◆ Work task
The response must be made up of the lines in the entries below that contain "transaction".

┌─ Task inputs

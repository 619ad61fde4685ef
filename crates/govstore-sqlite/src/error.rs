//! Error types for SQLite storage backend

use govstore_core::storage::{BackendKind, StoreError};
use rusqlite::ErrorCode;
use thiserror::Error;
use tracing::{debug, error};

/// Result type for storage operations
pub type Result<T> = std::result::Result<T, SqliteError>;

/// Errors that can occur during SQLite storage operations
#[derive(Debug, Error)]
pub enum SqliteError {
    /// Database connection or query error
    #[error("SQLite error: {0}")]
    Database(#[from] rusqlite::Error),

    /// JSON serialization/deserialization error
    #[error("JSON error: {0}")]
    Json(#[from] serde_json::Error),

    /// Migration error
    #[error("Migration error: {0}")]
    Migration(String),

    /// IO error (for file operations)
    #[error("IO error: {0}")]
    Io(#[from] std::io::Error),

    /// Invalid store configuration
    #[error("Configuration error: {0}")]
    Config(String),

    /// Domain error raised inside a transaction
    #[error(transparent)]
    Store(#[from] StoreError),
}

impl SqliteError {
    /// Engine error kind of a database error, `None` for anything else.
    pub fn backend_kind(&self) -> Option<BackendKind> {
        match self {
            SqliteError::Database(e) => Some(classify(e)),
            SqliteError::Io(_) => Some(BackendKind::Io),
            SqliteError::Store(e) => e.backend_kind(),
            _ => None,
        }
    }
}

fn classify(err: &rusqlite::Error) -> BackendKind {
    match err {
        rusqlite::Error::SqliteFailure(failure, _) => match failure.code {
            ErrorCode::DatabaseBusy => BackendKind::Busy,
            ErrorCode::DatabaseLocked => BackendKind::Locked,
            ErrorCode::SystemIoFailure | ErrorCode::DiskFull | ErrorCode::CannotOpen => {
                BackendKind::Io
            }
            ErrorCode::DatabaseCorrupt | ErrorCode::NotADatabase => BackendKind::Corrupt,
            ErrorCode::ConstraintViolation => BackendKind::Constraint,
            ErrorCode::ReadOnly => BackendKind::ReadOnly,
            _ => BackendKind::Other,
        },
        _ => BackendKind::Other,
    }
}

/// Convert SqliteError to StoreError for the storage traits
impl From<SqliteError> for StoreError {
    fn from(err: SqliteError) -> Self {
        match err {
            SqliteError::Store(e) => e,
            SqliteError::Json(e) => StoreError::Serialization(e.to_string()),
            SqliteError::Database(e) => StoreError::backend(classify(&e), format!("SQLite: {}", e)),
            SqliteError::Migration(msg) => {
                StoreError::backend(BackendKind::Other, format!("Migration: {}", msg))
            }
            SqliteError::Io(e) => StoreError::backend(BackendKind::Io, format!("IO: {}", e)),
            SqliteError::Config(msg) => StoreError::InvalidArgument(msg),
        }
    }
}

/// Convert an error at a trait boundary, logging it first.
///
/// Caller mistakes (`NotFound`, `InvalidArgument`) are logged at debug,
/// everything else at error.
pub(crate) fn report(
    component: &'static str,
    op: &'static str,
) -> impl FnOnce(SqliteError) -> StoreError {
    move |err| {
        let err = StoreError::from(err);
        match &err {
            StoreError::NotFound { .. } | StoreError::InvalidArgument(_) => {
                debug!(component, op, error = %err, "request rejected");
            }
            _ => {
                error!(component, op, error = %err, "store operation failed");
            }
        }
        err
    }
}
//! Storage error types

use std::fmt;

use thiserror::Error;

/// What kind of entity was looked for and not found.
#[derive(Debug, Clone, Copy, PartialEq, Eq)]
pub enum NotFoundKind {
    /// The master version of a rule does not exist
    MasterConfig,
    /// The tagged version of a rule does not exist
    TagConfig,
    /// The rule itself does not exist
    CircuitBreaker,
}

impl fmt::Display for NotFoundKind {
    fn fmt(&self, f: &mut fmt::Formatter<'_>) -> fmt::Result {
        match self {
            NotFoundKind::MasterConfig => write!(f, "master config"),
            NotFoundKind::TagConfig => write!(f, "tag config"),
            NotFoundKind::CircuitBreaker => write!(f, "circuit breaker"),
        }
    }
}

/// Classification of an error raised by the underlying engine.
///
/// Kept alongside the message so callers can tell a busy database from a
/// corrupt one without parsing strings.
#[derive(Debug, Clone, Copy, PartialEq, Eq)]
pub enum BackendKind {
    Busy,
    Locked,
    Io,
    Corrupt,
    Constraint,
    /// A write was attempted through a read-only transaction
    ReadOnly,
    /// The engine has been closed
    Closed,
    Other,
}

impl fmt::Display for BackendKind {
    fn fmt(&self, f: &mut fmt::Formatter<'_>) -> fmt::Result {
        let name = match self {
            BackendKind::Busy => "busy",
            BackendKind::Locked => "locked",
            BackendKind::Io => "io",
            BackendKind::Corrupt => "corrupt",
            BackendKind::Constraint => "constraint",
            BackendKind::ReadOnly => "read-only",
            BackendKind::Closed => "closed",
            BackendKind::Other => "other",
        };
        f.write_str(name)
    }
}

/// Errors that can occur during storage operations
#[derive(Debug, Clone, Error)]
pub enum StoreError {
    /// A record the operation depends on does not exist
    #[error("{kind} not found: {message}")]
    NotFound { kind: NotFoundKind, message: String },

    /// The caller supplied something the store cannot act on
    #[error("invalid argument: {0}")]
    InvalidArgument(String),

    /// A storage invariant does not hold (e.g. a unique key resolved to
    /// a record with a different identity). Signals corruption or a missed
    /// write-path check.
    #[error("storage invariant violated: {0}")]
    Invariant(String),

    /// Serialization/deserialization error
    #[error("serialization error: {0}")]
    Serialization(String),

    /// Storage backend error (database, filesystem, etc.)
    #[error("storage backend error ({kind}): {message}")]
    Backend { kind: BackendKind, message: String },
}

impl StoreError {
    pub fn not_found(kind: NotFoundKind, message: impl Into<String>) -> Self {
        StoreError::NotFound {
            kind,
            message: message.into(),
        }
    }

    pub fn backend(kind: BackendKind, message: impl Into<String>) -> Self {
        StoreError::Backend {
            kind,
            message: message.into(),
        }
    }

    pub fn is_not_found(&self) -> bool {
        matches!(self, StoreError::NotFound { .. })
    }

    /// Engine error kind, if this error came from the engine.
    pub fn backend_kind(&self) -> Option<BackendKind> {
        match self {
            StoreError::Backend { kind, .. } => Some(*kind),
            _ => None,
        }
    }
}

/// Result type for storage operations
pub type StoreResult<T> = Result<T, StoreError>;
//! User and strategy sub-stores
//!
//! Only the reads the control plane needs at startup live here; the seed
//! rows are written by [`crate::bootstrap`].

use govstore_core::storage::StoreResult;
use govstore_core::{Strategy, User};

use crate::error::report;
use crate::handler::TxHandler;
use crate::telemetry::component;

#[derive(Clone)]
pub struct UserStore {
    handler: TxHandler,
}

impl UserStore {
    pub fn new(handler: TxHandler) -> Self {
        Self { handler }
    }

    /// Valid user with this id.
    pub fn get_user(&self, id: &str) -> StoreResult<Option<User>> {
        self.handler
            .load_value::<User>(id)
            .map(|user| user.filter(|u| u.valid))
            .map_err(report(component::AUTH, "get_user"))
    }
}

#[derive(Clone)]
pub struct StrategyStore {
    handler: TxHandler,
}

impl StrategyStore {
    pub fn new(handler: TxHandler) -> Self {
        Self { handler }
    }

    /// Valid strategy with this id, principals and resources included.
    pub fn get_strategy(&self, id: &str) -> StoreResult<Option<Strategy>> {
        self.handler
            .load_value::<Strategy>(id)
            .map(|strategy| strategy.filter(|s| s.valid))
            .map_err(report(component::AUTH, "get_strategy"))
    }
}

└─

◆ Exercise output
    /// Domain error raised inside a transaction
    /// A write was attempted through a read-only transaction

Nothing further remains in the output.